Текст книги "Начало русской истории"
Автор книги: Андрей Петрович Богданов
Жанр: Прочая образовательная литература, Наука и Образование
Возрастные ограничения: +16
сообщить о неприемлемом содержимом
Текущая страница: 11 (всего у книги 36 страниц) [доступный отрывок для чтения: 12 страниц]
Иоанн Цимисхий не случайно ошибся, назвав казнивших Игоря древлян «германцами». В германской хронике освещены отношения с Русью, начавшиеся в 959 году с прибытия к королю Оттону (первому императору Священной Римской империи с 962 года) «послов Елены, королевы рутов, которая при Романе, императоре Константинопольском, крестилась в Константинополе»[74]74
Сообщение Хроники продолжателя Регинона повторили многие хронисты X–XI вв., причем уже Титмар Мерзебургский исправил «рутов» на «Русь». См.: Сахаров Л.Н. Дипломатия Древней Руси. С. 261; Назаренко Л.В. Немецкие латиноязычные источники. С. 107–109. Взошедший к этому времени на престол император Роман царевичем присутствовал на приеме Ольги своим отцом Константином.

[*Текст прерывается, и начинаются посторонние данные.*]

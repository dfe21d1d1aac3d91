//! Conversation message HTTP handlers.
//!
//! Endpoints:
//! - GET  /api/v1/appointments/{id}/messages      - Full ordered log
//! - POST /api/v1/appointments/{id}/messages      - Persist a message (201)
//! - POST /api/v1/appointments/{id}/messages/read - Mark counterpart messages read
//!
//! Room notifications are published only after the persistence write
//! commits, so a client can never observe a hint for data it cannot yet
//! read back. The publish itself is best-effort: a dropped signal is
//! compensated by the clients' polling path, never surfaced to the caller.

use std::time::Instant;

use axum::extract::{Path, State};
use axum::http::StatusCode;
use axum::Json;
use serde::Deserialize;
use uuid::Uuid;

use exhale_types::identity::Principal;
use exhale_types::message::AppointmentMessage;

use crate::http::error::AppError;
use crate::http::response::ApiResponse;
use crate::state::AppState;

#[derive(Debug, Deserialize)]
pub struct SendMessageRequest {
    pub text: String,
}

fn parse_uuid(s: &str) -> Result<Uuid, AppError> {
    s.parse::<Uuid>()
        .map_err(|_| AppError::Validation(format!("Invalid UUID: {s}")))
}

/// GET /api/v1/appointments/{id}/messages - Ordered conversation log.
pub async fn list_messages(
    State(state): State<AppState>,
    principal: Principal,
    Path(id): Path<String>,
) -> Result<Json<ApiResponse<Vec<AppointmentMessage>>>, AppError> {
    let start = Instant::now();
    let request_id = Uuid::now_v7().to_string();
    let id = parse_uuid(&id)?;

    let messages = state.messages.list(principal, &id).await?;

    let elapsed = start.elapsed().as_millis() as u64;
    let resp = ApiResponse::success(messages, request_id, elapsed)
        .with_link("self", &format!("/api/v1/appointments/{id}/messages"))
        .with_link("appointment", &format!("/api/v1/appointments/{id}"));
    Ok(Json(resp))
}

/// POST /api/v1/appointments/{id}/messages - Persist a message.
pub async fn send_message(
    State(state): State<AppState>,
    principal: Principal,
    Path(id): Path<String>,
    Json(req): Json<SendMessageRequest>,
) -> Result<(StatusCode, Json<ApiResponse<AppointmentMessage>>), AppError> {
    let start = Instant::now();
    let request_id = Uuid::now_v7().to_string();
    let id = parse_uuid(&id)?;

    let message = state.messages.send(principal, &id, &req.text).await?;

    // The write is committed; room members may now re-fetch.
    state.rooms.notify_new_message(id, None);

    let elapsed = start.elapsed().as_millis() as u64;
    let resp = ApiResponse::success(message, request_id, elapsed)
        .with_link("self", &format!("/api/v1/appointments/{id}/messages"));
    Ok((StatusCode::CREATED, Json(resp)))
}

/// POST /api/v1/appointments/{id}/messages/read - Read receipt.
pub async fn mark_messages_read(
    State(state): State<AppState>,
    principal: Principal,
    Path(id): Path<String>,
) -> Result<Json<ApiResponse<serde_json::Value>>, AppError> {
    let start = Instant::now();
    let request_id = Uuid::now_v7().to_string();
    let id = parse_uuid(&id)?;

    state.messages.mark_read(principal, &id).await?;

    state.rooms.notify_read(id, principal.role, None);

    let elapsed = start.elapsed().as_millis() as u64;
    let resp = ApiResponse::success(
        serde_json::json!({"read": true, "appointmentId": id}),
        request_id,
        elapsed,
    );
    Ok(Json(resp))
}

[Закрыть]. Ольга, в крещении Елена, обращалась к Оттону с просьбой «поставить епископа и пресвитеров» на Русь, так что византийцы, настороженно следившие за политической и миссионерской деятельностью своих противников-германцев и заинтересованные в собственной христианизации Руси, должны были об этом посольстве знать. Цимисхию не мешало напомнить Святославу, какие враги эти германцы!

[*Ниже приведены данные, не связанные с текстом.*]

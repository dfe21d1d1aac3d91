use thiserror::Error;

/// Errors from appointment booking and lifecycle transitions.
#[derive(Debug, Error)]
pub enum SchedulingError {
    #[error("appointment not found")]
    NotFound,

    #[error("requested slot conflicts with an existing booking")]
    SlotConflict,

    #[error("validation error: {0}")]
    Validation(String),

    #[error("forbidden: {0}")]
    Forbidden(String),

    #[error("invalid transition: {0}")]
    StaleState(String),

    #[error("cancellation window closed ({hours}h cutoff)")]
    CutoffViolation { hours: i64 },

    #[error("storage error: {0}")]
    Storage(String),
}

/// Errors from the message store.
#[derive(Debug, Error)]
pub enum MessageError {
    #[error("appointment not found")]
    NotFound,

    #[error("validation error: {0}")]
    Validation(String),

    #[error("forbidden: {0}")]
    Forbidden(String),

    #[error("storage error: {0}")]
    Storage(String),
}

/// Errors from repository operations (used by trait definitions in exhale-core).
#[derive(Debug, Error)]
pub enum RepositoryError {
    #[error("database connection error")]
    Connection,

    #[error("query error: {0}")]
    Query(String),

    #[error("entity not found")]
    NotFound,

    #[error("conflict: {0}")]
    Conflict(String),
}

impl From<RepositoryError> for SchedulingError {
    fn from(e: RepositoryError) -> Self {
        match e {
            RepositoryError::NotFound => SchedulingError::NotFound,
            RepositoryError::Conflict(_) => SchedulingError::SlotConflict,
            other => SchedulingError::Storage(other.to_string()),
        }
    }
}

impl From<RepositoryError> for MessageError {
    fn from(e: RepositoryError) -> Self {
        match e {
            RepositoryError::NotFound => MessageError::NotFound,
            other => MessageError::Storage(other.to_string()),
        }
    }
}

Итак, в середине X века княгиня Ольга-Елена была первым правителем Руси («архонтессой», или «королевой»), имя которой считали достойным упоминать при дворах византийского и германского императоров. Во второй половине X века вместе с ее сыном Святославом в Византии припомнили бесславный конец Игоря, потопление флота которого автор Древнейшего сказания в конце века предпочел не упоминать (если в дружинной среде о нем рассказывали).
Итоги
С точки зрения распространенных сегодня представлений, что Ольга после смерти мужа спасала могучее Русское государство, создание которого описали позднейшие летописцы, ситуация в Древнейшем сказании на конец X века сложилась обидная. Где, спрашиваем мы, героические князья, «призываемые» на Русь истомившимся по «порядку» народом, объединяющие племена восточных славян и финно-угров, прибивающие щит на врата Царьграда и заставляющие дрожать Империю ромеев?
Примерно такой вопрос задавали себе наши предки после крещения Руси Владимиром Святым в 988 году и особенно в связи с ее просвещением при Ярославе Мудром (1019–1054). Приобщение Руси к культуре христианского мира в новых школах, храмах и монастырях поставило перед русскими вопрос о национальном самоопределении.

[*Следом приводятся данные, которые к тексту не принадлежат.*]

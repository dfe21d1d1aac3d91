//! Appointment booking and lifecycle HTTP handlers.
//!
//! Endpoints:
//! - POST  /api/v1/appointments                  - Book an appointment (201 | 409 SlotConflict)
//! - GET   /api/v1/appointments                  - List the caller's appointments
//! - GET   /api/v1/appointments/available-slots  - Free slots for a coach on a date
//! - GET   /api/v1/appointments/{id}             - Get one appointment
//! - PATCH /api/v1/appointments/{id}/status      - confirm / complete
//! - POST  /api/v1/appointments/{id}/cancel      - Cancel (400 on cutoff violation)
//! - POST  /api/v1/appointments/{id}/reschedule  - Close and rebook at a new time
//! - POST  /api/v1/appointments/{id}/rate        - One-time rating after completion

use std::time::Instant;

use axum::extract::{Path, Query, State};
use axum::http::StatusCode;
use axum::Json;
use chrono::{DateTime, NaiveDate, Utc};
use serde::Deserialize;
use uuid::Uuid;

use exhale_types::appointment::{Appointment, AppointmentStatus};
use exhale_types::availability::Slot;
use exhale_types::identity::Principal;

use crate::http::error::AppError;
use crate::http::response::ApiResponse;
use crate::state::AppState;

#[derive(Debug, Deserialize)]
#[serde(rename_all = "camelCase")]
pub struct CreateAppointmentRequest {
    pub coach_id: Uuid,
    pub scheduled_start: DateTime<Utc>,
    /// Defaults to the platform slot duration when omitted.
    pub duration_minutes: Option<u32>,
    pub notes: Option<String>,
}

#[derive(Debug, Deserialize)]
#[serde(rename_all = "camelCase")]
pub struct AvailableSlotsQuery {
    pub coach_id: Uuid,
    pub date: NaiveDate,
}

#[derive(Debug, Deserialize)]
pub struct StatusRequest {
    pub status: AppointmentStatus,
}

#[derive(Debug, Deserialize)]
pub struct CancelRequest {
    pub reason: Option<String>,
    #[serde(default)]
    pub force: bool,
}

#[derive(Debug, Deserialize)]
#[serde(rename_all = "camelCase")]
pub struct RescheduleRequest {
    pub scheduled_start: DateTime<Utc>,
}

#[derive(Debug, Deserialize)]
pub struct RateRequest {
    pub score: u8,
    pub feedback: Option<String>,
}

/// Parse a UUID from a path parameter, returning a 400 error on invalid format.
fn parse_uuid(s: &str) -> Result<Uuid, AppError> {
    s.parse::<Uuid>()
        .map_err(|_| AppError::Validation(format!("Invalid UUID: {s}")))
}

/// POST /api/v1/appointments - Book an appointment.
pub async fn create_appointment(
    State(state): State<AppState>,
    principal: Principal,
    Json(req): Json<CreateAppointmentRequest>,
) -> Result<(StatusCode, Json<ApiResponse<Appointment>>), AppError> {
    let start = Instant::now();
    let request_id = Uuid::now_v7().to_string();

    let duration = req
        .duration_minutes
        .unwrap_or(state.config.slot_duration_minutes);
    let appointment = state
        .appointments
        .create(principal, req.coach_id, req.scheduled_start, duration, req.notes)
        .await?;

    let elapsed = start.elapsed().as_millis() as u64;
    let resp = ApiResponse::success(appointment.clone(), request_id, elapsed)
        .with_link("self", &format!("/api/v1/appointments/{}", appointment.id))
        .with_link(
            "messages",
            &format!("/api/v1/appointments/{}/messages", appointment.id),
        );

    Ok((StatusCode::CREATED, Json(resp)))
}

/// GET /api/v1/appointments - The caller's appointments, newest first.
pub async fn list_appointments(
    State(state): State<AppState>,
    principal: Principal,
) -> Result<Json<ApiResponse<Vec<Appointment>>>, AppError> {
    let start = Instant::now();
    let request_id = Uuid::now_v7().to_string();

    let appointments = state.appointments.list_owned(principal).await?;

    let elapsed = start.elapsed().as_millis() as u64;
    let resp = ApiResponse::success(appointments, request_id, elapsed)
        .with_link("self", "/api/v1/appointments");
    Ok(Json(resp))
}

/// GET /api/v1/appointments/available-slots?coachId&date - Free slots.
pub async fn available_slots(
    State(state): State<AppState>,
    _principal: Principal,
    Query(query): Query<AvailableSlotsQuery>,
) -> Result<Json<ApiResponse<Vec<Slot>>>, AppError> {
    let start = Instant::now();
    let request_id = Uuid::now_v7().to_string();

    let slots = state
        .appointments
        .resolver()
        .available_slots(&query.coach_id, query.date, state.config.slot_duration_minutes)
        .await?;

    let elapsed = start.elapsed().as_millis() as u64;
    let resp = ApiResponse::success(slots, request_id, elapsed)
        .with_link("self", "/api/v1/appointments/available-slots");
    Ok(Json(resp))
}

/// GET /api/v1/appointments/{id} - Get one appointment.
pub async fn get_appointment(
    State(state): State<AppState>,
    principal: Principal,
    Path(id): Path<String>,
) -> Result<Json<ApiResponse<Appointment>>, AppError> {
    let start = Instant::now();
    let request_id = Uuid::now_v7().to_string();
    let id = parse_uuid(&id)?;

    let appointment = state.appointments.get_owned(principal, &id).await?;

    let elapsed = start.elapsed().as_millis() as u64;
    let resp = ApiResponse::success(appointment, request_id, elapsed)
        .with_link("self", &format!("/api/v1/appointments/{id}"))
        .with_link("messages", &format!("/api/v1/appointments/{id}/messages"));
    Ok(Json(resp))
}

/// PATCH /api/v1/appointments/{id}/status - confirm or complete.
///
/// Cancellation and rescheduling have their own endpoints; requesting any
/// other status here is a validation error.
pub async fn update_status(
    State(state): State<AppState>,
    principal: Principal,
    Path(id): Path<String>,
    Json(req): Json<StatusRequest>,
) -> Result<Json<ApiResponse<Appointment>>, AppError> {
    let start = Instant::now();
    let request_id = Uuid::now_v7().to_string();
    let id = parse_uuid(&id)?;

    let appointment = match req.status {
        AppointmentStatus::Confirmed => state.appointments.confirm(principal, &id).await?,
        AppointmentStatus::Completed => state.appointments.complete(principal, &id).await?,
        other => {
            return Err(AppError::Validation(format!(
                "status '{other}' cannot be set directly; use the cancel or reschedule endpoint"
            )));
        }
    };

    let elapsed = start.elapsed().as_millis() as u64;
    let resp = ApiResponse::success(appointment, request_id, elapsed)
        .with_link("self", &format!("/api/v1/appointments/{id}"));
    Ok(Json(resp))
}

/// POST /api/v1/appointments/{id}/cancel - Cancel an appointment.
pub async fn cancel_appointment(
    State(state): State<AppState>,
    principal: Principal,
    Path(id): Path<String>,
    Json(req): Json<CancelRequest>,
) -> Result<Json<ApiResponse<Appointment>>, AppError> {
    let start = Instant::now();
    let request_id = Uuid::now_v7().to_string();
    let id = parse_uuid(&id)?;

    let appointment = state
        .appointments
        .cancel(principal, &id, req.reason, req.force)
        .await?;

    let elapsed = start.elapsed().as_millis() as u64;
    let resp = ApiResponse::success(appointment, request_id, elapsed)
        .with_link("self", &format!("/api/v1/appointments/{id}"));
    Ok(Json(resp))
}

/// POST /api/v1/appointments/{id}/reschedule - Close and rebook.
pub async fn reschedule_appointment(
    State(state): State<AppState>,
    principal: Principal,
    Path(id): Path<String>,
    Json(req): Json<RescheduleRequest>,
) -> Result<Json<ApiResponse<Appointment>>, AppError> {
    let start = Instant::now();
    let request_id = Uuid::now_v7().to_string();
    let id = parse_uuid(&id)?;

    let replacement = state
        .appointments
        .reschedule(principal, &id, req.scheduled_start)
        .await?;

    let elapsed = start.elapsed().as_millis() as u64;
    let resp = ApiResponse::success(replacement.clone(), request_id, elapsed)
        .with_link("self", &format!("/api/v1/appointments/{}", replacement.id))
        .with_link("replaces", &format!("/api/v1/appointments/{id}"));
    Ok(Json(resp))
}

/// POST /api/v1/appointments/{id}/rate - Rate a completed appointment.
pub async fn rate_appointment(
    State(state): State<AppState>,
    principal: Principal,
    Path(id): Path<String>,
    Json(req): Json<RateRequest>,
) -> Result<Json<ApiResponse<Appointment>>, AppError> {
    let start = Instant::now();
    let request_id = Uuid::now_v7().to_string();
    let id = parse_uuid(&id)?;

    let appointment = state
        .appointments
        .rate(principal, &id, req.score, req.feedback)
        .await?;

    let elapsed = start.elapsed().as_millis() as u64;
    let resp = ApiResponse::success(appointment, request_id, elapsed)
        .with_link("self", &format!("/api/v1/appointments/{id}"));
    Ok(Json(resp))
}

В обращенном к Ярославу «Слове о законе и благодати» первый родом русский митрополит Иларион в середине XI века прославил князя Владимира, предки которого «не в худой и не в неведомой земле владычествовали, но в Русской, которая ведома и слышима есть всеми четырьмя концами земли». Крестив Русь, князь не сделал ее младшим братом Византии, как полагали приехавшие просвещать ее верой ромеи, но открыл новую страницу истории, на которой русские являются избранным Богом народом. Национальная историческая концепция Илариона легла в основу зародившегося при Ярославе летописания: подобного хроникам рассказа о событиях по годам.
Древнейшее сказание, сложившееся в дружинной среде в конце X века, было записано в XI веке, возможно, в 1030‑е годы. К середине века летописи, вероятно, уже велись в Киеве и Новгороде. А в 1073–1093 годах иноками Киево-Печерской обители был создан Начальный летописный свод. Помимо Древнейшего сказания и продолживших его киевских и новгородских летописей в свод вошли предания о племенах восточных славян и их соседях с V века, в том числе по византийской хронике, причем летописец (предположительно Никон Великий) старался привести историю Руси в соответствие с мировой хронологией.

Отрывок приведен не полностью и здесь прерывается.